I know people that do this, I'm not sure it has as much to do with trying to impress or being prideful as it does with not realizing that many of the things people say with conviction are false. In other words they believe things to easily. I think we all do it to some extent, we have some heuristic that quickly decides whether something is reliable or not. One of these is probably whether the information fits our preconceptions or not.
@Jebediah,
Jebediah;143575 wrote:That syndrome doesn't seem to be legitimate, though I agree it's a question for psychology.
I know people that do this, I'm not sure it has as much to do with trying to impress or being prideful as it does with not realizing that many of the things people say with conviction are false. In other words they believe things to easily. I think we all do it to some extent, we have some heuristic that quickly decides whether something is reliable or not. One of these is probably whether the information fits our preconceptions or not.

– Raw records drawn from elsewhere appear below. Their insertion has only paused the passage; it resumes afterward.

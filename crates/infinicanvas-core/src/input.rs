//! Normalized input events forwarded by the presentation layer.

use kurbo::{Point, Vec2};
use serde::{Deserialize, Serialize};

/// Mouse button identifiers.
#[derive(Debug, Clone, Copy, PartialEq, Eq, Hash, Serialize, Deserialize)]
pub enum MouseButton {
    Left,
    Right,
    Middle,
}

/// Modifier keys state.
#[derive(Debug, Clone, Copy, Default, PartialEq, Eq, Serialize, Deserialize)]
#[serde(default)]
pub struct Modifiers {
    pub shift: bool,
    pub ctrl: bool,
    pub alt: bool,
    pub meta: bool,
    /// Space bar held; turns a left drag on the background into a pan.
    pub space: bool,
}

impl Modifiers {
    pub const NONE: Modifiers = Modifiers {
        shift: false,
        ctrl: false,
        alt: false,
        meta: false,
        space: false,
    };

    /// Ctrl or Cmd: toggles membership instead of replacing the selection.
    pub fn additive(&self) -> bool {
        self.ctrl || self.meta
    }

    /// Ctrl or Cmd, for command shortcuts.
    pub fn command(&self) -> bool {
        self.ctrl || self.meta
    }

    pub fn pan_trigger(&self) -> bool {
        self.space
    }

    /// Wheel zooms the canvas instead of resizing the selection.
    pub fn wheel_zoom(&self) -> bool {
        self.shift
    }
}

/// One active touch point.
#[derive(Debug, Clone, Copy, PartialEq, Serialize, Deserialize)]
pub struct TouchPoint {
    pub id: u64,
    pub position: Point,
}

impl TouchPoint {
    pub fn new(id: u64, x: f64, y: f64) -> Self {
        Self {
            id,
            position: Point::new(x, y),
        }
    }
}

/// Keys the engine reacts to.
#[derive(Debug, Clone, Copy, PartialEq, Eq, Hash, Serialize, Deserialize)]
pub enum Key {
    Delete,
    Backspace,
    Escape,
    ArrowUp,
    ArrowDown,
    ArrowLeft,
    ArrowRight,
    /// Printable character, compared case-insensitively.
    Char(char),
}

/// A key press.
#[derive(Debug, Clone, Copy, PartialEq, Eq, Serialize, Deserialize)]
pub struct KeyEvent {
    pub key: Key,
    #[serde(default)]
    pub modifiers: Modifiers,
}

impl KeyEvent {
    pub fn new(key: Key, modifiers: Modifiers) -> Self {
        Self { key, modifiers }
    }
}

/// Input event in screen coordinates.
///
/// Touch events carry every touch still active after the event, like the DOM `touches` list.
#[derive(Debug, Clone, PartialEq, Serialize, Deserialize)]
pub enum InputEvent {
    PointerDown {
        position: Point,
        button: MouseButton,
        #[serde(default)]
        modifiers: Modifiers,
    },
    PointerMove {
        position: Point,
    },
    PointerUp {
        position: Point,
        button: MouseButton,
    },
    Wheel {
        position: Point,
        delta: Vec2,
        #[serde(default)]
        modifiers: Modifiers,
    },
    TouchStart {
        touches: Vec<TouchPoint>,
    },
    TouchMove {
        touches: Vec<TouchPoint>,
    },
    TouchEnd {
        touches: Vec<TouchPoint>,
    },
    TouchCancel,
    Key(KeyEvent),
    /// Window or document lost focus.
    Blur,
}

impl InputEvent {
    pub fn down(x: f64, y: f64, button: MouseButton) -> Self {
        InputEvent::PointerDown {
            position: Point::new(x, y),
            button,
            modifiers: Modifiers::NONE,
        }
    }

    pub fn down_with(x: f64, y: f64, button: MouseButton, modifiers: Modifiers) -> Self {
        InputEvent::PointerDown {
            position: Point::new(x, y),
            button,
            modifiers,
        }
    }

    pub fn move_to(x: f64, y: f64) -> Self {
        InputEvent::PointerMove {
            position: Point::new(x, y),
        }
    }

    pub fn up(x: f64, y: f64, button: MouseButton) -> Self {
        InputEvent::PointerUp {
            position: Point::new(x, y),
            button,
        }
    }
}

#[cfg(test)]
mod tests {
    use super::*;

    #[test]
    fn test_modifier_roles() {
        let ctrl = Modifiers {
            ctrl: true,
            ..Modifiers::NONE
        };
        assert!(ctrl.additive());
        assert!(!ctrl.wheel_zoom());
        let meta = Modifiers {
            meta: true,
            ..Modifiers::NONE
        };
        assert!(meta.command());
        assert!(!Modifiers::default().pan_trigger());
    }

    #[test]
    fn test_event_json_shape() {
        let json = r#"{ "PointerDown": { "position": { "x": 1.0, "y": 2.0 }, "button": "Left" } }"#;
        let event: InputEvent = serde_json::from_str(json).unwrap();
        assert_eq!(event, InputEvent::down(1.0, 2.0, MouseButton::Left));

        let key = r#"{ "Key": { "key": { "Char": "c" }, "modifiers": { "ctrl": true } } }"#;
        let event: InputEvent = serde_json::from_str(key).unwrap();
        assert!(matches!(
            event,
            InputEvent::Key(KeyEvent { key: Key::Char('c'), modifiers }) if modifiers.ctrl
        ));
    }
}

Yes, that is one side of it. My brother and I often have differing memories of the same event. The rest of it, I agree ,is a question for phsycology
@Jebediah,
Jebediah;143575 wrote:That syndrome doesn't seem to be legitimate, though I agree it's a question for psychology.
I know people that do this, I'm not sure it has as much to do with trying to impress or being prideful as it does with not realizing that many of the things people say with conviction are false. In other words they believe things to easily. I think we all do it to some extent, we have some heuristic that quickly decides whether something is reliable or not. One of these is probably whether the information fits our preconceptions or not.
It is a joke. However, it does bring to mind,
many a true word is said in jest, or, as it is rendered in Shakespeare, "Jesters do oft prove prophets." (Stated by Regan in
King Lear, Act V, Scene III.) The earliest version appears to be from
Chaucer. But I digress; it is a joke, whether it contains any truth or not.